### Instructions for the task
Between the line containing "pub(crate) mod db_restore;" and the line containing "progress: &MultiProgress) ->" lies a run of lines; give that run again exactly, with both of those lines, and nothing else from the entries below.

### Input material
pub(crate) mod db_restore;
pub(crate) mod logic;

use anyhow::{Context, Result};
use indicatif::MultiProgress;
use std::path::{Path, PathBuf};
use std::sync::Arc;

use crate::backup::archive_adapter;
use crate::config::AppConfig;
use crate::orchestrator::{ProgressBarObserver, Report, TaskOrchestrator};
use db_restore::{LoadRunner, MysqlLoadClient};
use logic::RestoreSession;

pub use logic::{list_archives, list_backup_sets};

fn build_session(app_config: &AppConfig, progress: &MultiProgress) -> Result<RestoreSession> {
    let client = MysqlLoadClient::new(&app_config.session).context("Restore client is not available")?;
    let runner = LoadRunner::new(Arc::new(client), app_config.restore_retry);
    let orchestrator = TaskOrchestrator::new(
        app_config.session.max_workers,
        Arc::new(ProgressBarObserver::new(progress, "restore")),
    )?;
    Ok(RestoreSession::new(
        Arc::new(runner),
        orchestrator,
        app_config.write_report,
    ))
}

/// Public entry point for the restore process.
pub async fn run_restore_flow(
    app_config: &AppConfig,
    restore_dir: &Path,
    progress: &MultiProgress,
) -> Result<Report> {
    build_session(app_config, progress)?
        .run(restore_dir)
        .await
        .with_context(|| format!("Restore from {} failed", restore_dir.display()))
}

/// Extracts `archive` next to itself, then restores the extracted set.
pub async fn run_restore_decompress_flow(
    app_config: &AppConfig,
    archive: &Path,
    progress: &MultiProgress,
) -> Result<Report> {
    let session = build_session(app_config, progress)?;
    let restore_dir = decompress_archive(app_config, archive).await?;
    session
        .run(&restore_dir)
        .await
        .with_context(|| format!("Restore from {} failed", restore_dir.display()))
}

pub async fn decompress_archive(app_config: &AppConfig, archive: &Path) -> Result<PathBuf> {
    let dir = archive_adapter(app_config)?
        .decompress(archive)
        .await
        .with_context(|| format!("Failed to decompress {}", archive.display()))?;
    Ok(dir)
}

---

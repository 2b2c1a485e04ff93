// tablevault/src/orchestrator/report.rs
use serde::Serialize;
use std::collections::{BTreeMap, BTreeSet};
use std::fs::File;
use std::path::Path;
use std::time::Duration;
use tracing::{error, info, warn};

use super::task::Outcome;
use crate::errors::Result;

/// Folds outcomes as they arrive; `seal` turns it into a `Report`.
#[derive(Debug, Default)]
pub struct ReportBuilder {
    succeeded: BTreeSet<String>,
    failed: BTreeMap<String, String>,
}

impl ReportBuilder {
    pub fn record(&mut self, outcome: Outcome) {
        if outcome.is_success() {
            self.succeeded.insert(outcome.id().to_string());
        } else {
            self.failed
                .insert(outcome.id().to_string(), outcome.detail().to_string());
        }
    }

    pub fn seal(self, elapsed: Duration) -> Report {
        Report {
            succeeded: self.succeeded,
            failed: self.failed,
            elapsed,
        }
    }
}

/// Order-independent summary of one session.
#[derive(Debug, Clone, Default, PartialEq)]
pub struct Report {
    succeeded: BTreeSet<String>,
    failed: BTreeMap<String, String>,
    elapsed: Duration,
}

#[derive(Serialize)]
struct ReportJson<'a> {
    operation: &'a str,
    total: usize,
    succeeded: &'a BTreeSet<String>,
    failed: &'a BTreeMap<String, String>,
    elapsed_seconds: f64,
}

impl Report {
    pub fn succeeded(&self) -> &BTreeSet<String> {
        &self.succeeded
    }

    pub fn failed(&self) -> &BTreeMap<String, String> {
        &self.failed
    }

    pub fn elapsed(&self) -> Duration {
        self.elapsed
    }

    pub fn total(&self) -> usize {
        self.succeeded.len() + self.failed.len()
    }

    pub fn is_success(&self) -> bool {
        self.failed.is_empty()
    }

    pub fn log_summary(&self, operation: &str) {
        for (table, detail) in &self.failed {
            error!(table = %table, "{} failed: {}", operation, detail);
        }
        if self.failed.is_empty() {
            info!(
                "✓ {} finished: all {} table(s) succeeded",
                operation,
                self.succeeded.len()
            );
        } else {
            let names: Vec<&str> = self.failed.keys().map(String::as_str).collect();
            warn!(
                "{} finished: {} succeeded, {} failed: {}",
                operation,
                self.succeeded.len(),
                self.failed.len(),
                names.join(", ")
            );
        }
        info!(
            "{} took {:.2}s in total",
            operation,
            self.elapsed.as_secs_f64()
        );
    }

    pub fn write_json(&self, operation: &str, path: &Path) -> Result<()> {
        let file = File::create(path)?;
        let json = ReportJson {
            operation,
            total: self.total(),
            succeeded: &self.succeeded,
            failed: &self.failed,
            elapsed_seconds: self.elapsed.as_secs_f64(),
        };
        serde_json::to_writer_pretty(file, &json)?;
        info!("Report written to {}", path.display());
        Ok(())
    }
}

--

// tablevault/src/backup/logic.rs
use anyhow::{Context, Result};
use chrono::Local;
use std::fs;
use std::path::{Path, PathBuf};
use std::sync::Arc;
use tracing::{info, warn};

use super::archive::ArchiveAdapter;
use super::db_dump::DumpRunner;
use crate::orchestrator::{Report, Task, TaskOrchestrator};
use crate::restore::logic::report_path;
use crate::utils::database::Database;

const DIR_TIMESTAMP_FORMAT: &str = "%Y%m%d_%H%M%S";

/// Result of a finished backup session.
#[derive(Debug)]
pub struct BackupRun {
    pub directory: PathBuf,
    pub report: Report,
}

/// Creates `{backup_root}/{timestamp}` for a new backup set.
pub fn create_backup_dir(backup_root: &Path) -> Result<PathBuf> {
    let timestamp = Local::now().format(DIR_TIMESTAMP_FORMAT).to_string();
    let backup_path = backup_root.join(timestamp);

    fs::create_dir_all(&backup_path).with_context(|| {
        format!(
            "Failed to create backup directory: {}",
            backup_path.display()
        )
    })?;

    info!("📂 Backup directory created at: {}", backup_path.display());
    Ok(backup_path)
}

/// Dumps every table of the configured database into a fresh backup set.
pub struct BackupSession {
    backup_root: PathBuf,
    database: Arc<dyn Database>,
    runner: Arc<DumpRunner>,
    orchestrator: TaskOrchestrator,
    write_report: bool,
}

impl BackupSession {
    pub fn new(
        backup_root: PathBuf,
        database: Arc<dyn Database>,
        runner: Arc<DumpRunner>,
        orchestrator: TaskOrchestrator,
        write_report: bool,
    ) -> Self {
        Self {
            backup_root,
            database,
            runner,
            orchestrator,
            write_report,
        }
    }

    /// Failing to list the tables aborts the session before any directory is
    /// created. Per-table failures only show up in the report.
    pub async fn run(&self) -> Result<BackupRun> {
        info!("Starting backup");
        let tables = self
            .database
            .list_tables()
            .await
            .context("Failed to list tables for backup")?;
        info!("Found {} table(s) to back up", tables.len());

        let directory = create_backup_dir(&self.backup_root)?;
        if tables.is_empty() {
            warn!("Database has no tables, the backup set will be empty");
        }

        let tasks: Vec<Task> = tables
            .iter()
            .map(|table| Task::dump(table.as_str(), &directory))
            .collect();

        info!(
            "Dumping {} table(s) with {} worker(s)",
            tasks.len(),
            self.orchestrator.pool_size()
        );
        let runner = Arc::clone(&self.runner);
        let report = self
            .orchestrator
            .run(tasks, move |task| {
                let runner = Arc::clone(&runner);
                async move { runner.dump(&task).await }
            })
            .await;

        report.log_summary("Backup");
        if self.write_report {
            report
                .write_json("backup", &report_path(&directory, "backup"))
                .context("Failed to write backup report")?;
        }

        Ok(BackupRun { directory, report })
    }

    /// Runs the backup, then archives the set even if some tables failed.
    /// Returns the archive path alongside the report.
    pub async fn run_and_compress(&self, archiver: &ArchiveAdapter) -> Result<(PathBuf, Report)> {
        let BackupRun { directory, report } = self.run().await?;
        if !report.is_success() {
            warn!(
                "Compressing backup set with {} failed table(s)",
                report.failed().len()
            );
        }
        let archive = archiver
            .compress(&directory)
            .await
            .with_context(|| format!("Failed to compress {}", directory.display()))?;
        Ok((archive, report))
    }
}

### Answer box
pub(crate) mod db_restore;
pub(crate) mod logic;

use anyhow::{Context, Result};
use indicatif::MultiProgress;
use std::path::{Path, PathBuf};
use std::sync::Arc;

use crate::backup::archive_adapter;
use crate::config::AppConfig;
use crate::orchestrator::{ProgressBarObserver, Report, TaskOrchestrator};
use db_restore::{LoadRunner, MysqlLoadClient};
use logic::RestoreSession;

pub use logic::{list_archives, list_backup_sets};

fn build_session(app_config: &AppConfig, progress: &MultiProgress) -> Result<RestoreSession> {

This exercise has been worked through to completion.